A medida ocorre meses depois de Trump anunciar, em maio de 2025, a intenção de suspender as sanções contra a Síria. Em junho daquele ano, o presidente assinou uma ordem executiva que encerrou a emergência nacional e retirou a base de diversas sanções abrangentes aplicadas ao país.
Em julho deste ano, o republicano já havia sinalizado a possibilidade de retirar a Síria da lista durante encontro com o presidente sírio, Ahmed al-Sharaa, à margem da cúpula da Organização do Tratado do Atlântico Norte (Otan), na Turquia.
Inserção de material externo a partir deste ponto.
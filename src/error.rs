use thiserror::Error;

/// Convenient Result type for node API operations.
pub type Result<T> = std::result::Result<T, Error>;

/// Errors produced while talking to a Cardano wallet node.
#[derive(Error, Debug)]
pub enum Error {
    /// A caller-supplied value failed validation before any request was made.
    #[error("Invalid {field}: {reason}")]
    InvalidArgument {
        field: &'static str,
        reason: String,
    },

    /// A monetary value could not be constructed.
    #[error("Invalid amount: {0}")]
    InvalidAmount(String),

    /// A required key was absent from an API response.
    #[error("Required field \"{0}\" not found in API response")]
    MissingField(String),

    /// A response key was present but malformed.
    #[error("Invalid value for field \"{field}\"; expected {expected}, got {got}")]
    InvalidField {
        field: String,
        expected: String,
        got: String,
    },

    /// The node signalled an API-level failure.
    #[error("Node API error (HTTP {http_code}): {message}")]
    Api { http_code: u16, message: String },

    /// An operation was attempted on a wallet handle already deleted locally.
    #[error("Wallet \"{0}\" is deleted, cannot perform requested operation")]
    WalletDeleted(String),

    /// HTTP transport failure.
    #[error("Transport error: {0}")]
    Transport(String),

    /// JSON (de)serialization failure.
    #[error("JSON error: {0}")]
    Json(#[from] serde_json::Error),

    /// Wrapped error from an external source.
    #[error("Other error: {0}")]
    Other(#[from] anyhow::Error),
}

impl Error {
    pub(crate) fn missing(path: impl Into<String>) -> Self {
        Error::MissingField(path.into())
    }

    pub(crate) fn invalid_field(
        path: impl Into<String>,
        expected: impl Into<String>,
        got: impl Into<String>,
    ) -> Self {
        Error::InvalidField {
            field: path.into(),
            expected: expected.into(),
            got: got.into(),
        }
    }

    pub(crate) fn invalid_argument(field: &'static str, reason: impl Into<String>) -> Self {
        Error::InvalidArgument {
            field,
            reason: reason.into(),
        }
    }
}

impl From<reqwest::Error> for Error {
    fn from(err: reqwest::Error) -> Self {
        Error::Transport(err.to_string())
    }
}

#[cfg(test)]
mod tests {
    use super::*;

    #[test]
    fn test_missing_field_display() {
        let err = Error::missing("walletInfo.id");
        assert_eq!(
            err.to_string(),
            "Required field \"walletInfo.id\" not found in API response"
        );
    }

    #[test]
    fn test_invalid_field_display() {
        let err = Error::invalid_field("tx[abc123...].confirmations", "integer", "string");
        assert!(err.to_string().contains("tx[abc123...].confirmations"));
        assert!(err.to_string().contains("expected integer"));
        assert!(err.to_string().contains("got string"));
    }

    #[test]
    fn test_api_error_display() {
        let err = Error::Api {
            http_code: 500,
            message: "node unavailable".into(),
        };
        assert!(err.to_string().contains("HTTP 500"));
        assert!(err.to_string().contains("node unavailable"));
    }
}
//! Shared test plumbing: an in-memory transport serving canned responses.

#![allow(dead_code)]

use std::collections::VecDeque;
use std::sync::{Arc, Mutex};

use async_trait::async_trait;
use serde_json::{json, Value};
use walletd_cardano_node::{Cardano, Error, HttpResponse, HttpTransport, Method, Result};

/// One request as the client issued it.
#[derive(Debug, Clone)]
pub struct RecordedCall {
    pub method: Method,
    pub endpoint: String,
    pub payload: Option<Value>,
}

/// Transport double: pops queued responses and records every call.
pub struct MockTransport {
    responses: Mutex<VecDeque<HttpResponse>>,
    calls: Mutex<Vec<RecordedCall>>,
}

impl MockTransport {
    pub fn new() -> Arc<Self> {
        Arc::new(Self {
            responses: Mutex::new(VecDeque::new()),
            calls: Mutex::new(Vec::new()),
        })
    }

    pub fn push(&self, http_code: u16, payload: Value) {
        self.responses.lock().unwrap().push_back(HttpResponse {
            http_code,
            payload,
            headers: None,
            raw_body: None,
        });
    }

    pub fn push_empty(&self, http_code: u16) {
        self.push(http_code, Value::Null);
    }

    pub fn calls(&self) -> Vec<RecordedCall> {
        self.calls.lock().unwrap().clone()
    }

    pub fn last_call(&self) -> RecordedCall {
        self.calls
            .lock()
            .unwrap()
            .last()
            .cloned()
            .expect("no calls recorded")
    }
}

#[async_trait]
impl HttpTransport for MockTransport {
    async fn call(
        &self,
        method: Method,
        endpoint: &str,
        payload: Option<&Value>,
    ) -> Result<HttpResponse> {
        self.calls.lock().unwrap().push(RecordedCall {
            method,
            endpoint: endpoint.to_string(),
            payload: payload.cloned(),
        });
        self.responses
            .lock()
            .unwrap()
            .pop_front()
            .ok_or_else(|| Error::Transport("no response queued for request".to_string()))
    }
}

/// A node handle wired to a fresh mock transport.
pub fn mock_node() -> (Cardano, Arc<MockTransport>) {
    let transport = MockTransport::new();
    let cardano = Cardano::with_transport("localhost", 8090, transport.clone());
    (cardano, transport)
}

/// Wraps `data` in a successful v1 envelope with a pagination block.
pub fn v1_ok(data: Value) -> Value {
    v1_ok_paged(data, 1, 1, 10, 1)
}

pub fn v1_ok_paged(data: Value, total_pages: u64, page: u64, per_page: u64, total_entries: u64) -> Value {
    json!({
        "status": "success",
        "data": data,
        "meta": {
            "pagination": {
                "totalPages": total_pages,
                "page": page,
                "perPage": per_page,
                "totalEntries": total_entries
            }
        }
    })
}

pub const WALLET_ID: &str = "Ae2tdPwUPEZ8uEsGhfB6";
pub const ADDR_A: &str = "Ae2tdPwUPEZFRbyhz3cpfC2CumGzNkFBN2L42rcUc2yjQpEkxDbkPodpMAi";
pub const ADDR_B: &str = "Ae2tdPwUPEZCanmBz5g2GEwFqKTKpNJcGYPKfDxoNeKZ8bRHr8366kseiK2";
pub const ACCOUNT_INDEX: u32 = 2_147_483_648;

/// A complete, valid v1 wallet record.
pub fn v1_wallet(id: &str) -> Value {
    json!({
        "id": id,
        "assuranceLevel": "normal",
        "balance": 1_500_000,
        "createdAt": "2019-03-12T11:32:04.000Z",
        "hasSpendingPassword": true,
        "name": "Main wallet",
        "spendingPasswordLastUpdate": "2019-03-12T11:32:04.000Z",
        "syncState": {"tag": "synced"},
        "type": "regular"
    })
}

/// A complete, valid v2 wallet record.
pub fn v2_wallet(id: &str) -> Value {
    json!({
        "id": id,
        "name": "Shared wallet",
        "address_pool_gap": 20,
        "balance": {
            "available": {"quantity": 500_000, "unit": "lovelace"},
            "reward": {"quantity": 0, "unit": "lovelace"},
            "total": {"quantity": 500_000, "unit": "lovelace"}
        },
        "assets": {"available": [], "total": []},
        "state": {"status": "ready"},
        "passphrase": {"last_updated_at": "2021-06-11T09:10:20Z"}
    })
}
“Eu acho que sim”, respondeu Trump ao ser questionado sobre a possibilidade de remover a designação. Na ocasião, o presidente norte-americano afirmou que al-Sharaa havia feito “um ótimo trabalho”.
A Síria estava na lista de Estados patrocinadores do terrorismo desde 1979, quando o país era governado por Hafez al-Assad, pai de Bashar al-Assad.
A classificação impõe restrições à assistência externa dos EUA, à venda de armas, às exportações e a determinadas operações financeiras.
Apesar do amplo alívio das restrições, Washington não encerrou todas as sanções relacionadas à Síria.
Segundo o governo norte-americano, permanecem medidas contra Bashar al-Assad e seus associados, violadores de direitos humanos, traficantes da droga Captagon, integrantes do Estado Islâmico e afiliados da Al-Qaeda, além de outros atores considerados desestabilizadores.